Online photo archiving and sharing has exploded. One of the largest sites, Webshots.com, has nearly 120 million archived photos available for view and gets about 15 million visitors a month. Every day, people upload more than 500,000 photos to the site; to date, more than 5 billion photos have been downloaded. New player, Flickr.com which opened for business summer 2004, already have half a million people plunked in 8.2 million pictures.

Side story: Children, says child psychologist Kenneth Condrell of Buffalo, actually need photographs they can hold to foster a sense of emotional well-being. In other words, all those family slide shows your parents made you sit through were actually good for you. Condrell is so convinced of this that he has been hired by the digital processors for a media tour of the country to promote the printing of family photos. "Pictures that show kids with loved ones add to their sense of feeling secure and loved," Condrell says. "Children love to go back and see themselves as babies and toddlers and how important they were to everybody. It helps develop a memory bank and an identity as a family member."

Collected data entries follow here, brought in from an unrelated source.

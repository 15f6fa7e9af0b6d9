//! dynffi - Dynamic Foreign Function Runtime
//!
//! Describe native data layouts and function signatures at run time, load
//! native modules and call into them without compile-time bindings. Native
//! code can call back into host closures through generated trampolines.
//!
//! # Features
//!
//! - **Type algebra**: primitive, pointer, struct and function types with
//!   explicit indirection levels and a name-based coercion grammar
//! - **Struct layouts**: C field offsets, natural or packed, inline arrays
//! - **Call interfaces**: libffi CIFs for fixed and variadic signatures
//! - **Dispatch**: synchronous calls or async calls on a worker pool
//! - **Callbacks**: libffi closures that run host closures on the host thread
//! - **Library loading**: libloading with linker-script redirection
//!
//! # Example
//!
//! ```no_run
//! use dynffi::ffi::{FfiContext, Value};
//!
//! let ctx = FfiContext::new().unwrap();
//! let libc = ctx.open_self().unwrap();
//! let strlen = ctx.function(&libc, "strlen", "size_t", ["CString"]).unwrap();
//! assert_eq!(strlen.call(&[Value::from("hello")]).unwrap(), Value::UInt(5));
//! ```

#![allow(missing_docs)]

pub mod config;
pub mod ffi;
pub mod keylite;

pub use config::{ConfigError, DynffiConfig};
pub use ffi::{FfiContext, FfiError, FfiResult, StructDef, TypeDescriptor, Value};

Some compared mushrooming digital photography to a map of the world that grows in detail "until every point in reality has a counterpoint on paper" the twist being that such a map is at once ideally accurate and entirely useless, since it's the same size as the thing it's meant to represent.

With the glud of digital photos, people just have to get used to a new way of interacting with photographs. The digital deluge may make it harder for single images to stand out of the dense crowd, but it also offers greater intimacy with friends and family and a new means of communication among strangers.

The digital shooting spree is only expected to accelerate as a growing number of camera-phone shutterbugs join the ranks of those reveling in pictures immediately available and easily shared.

Also if life gets recorded in real time, it hardly counts as a record at all. In the end, photo must be channelled to the right audience.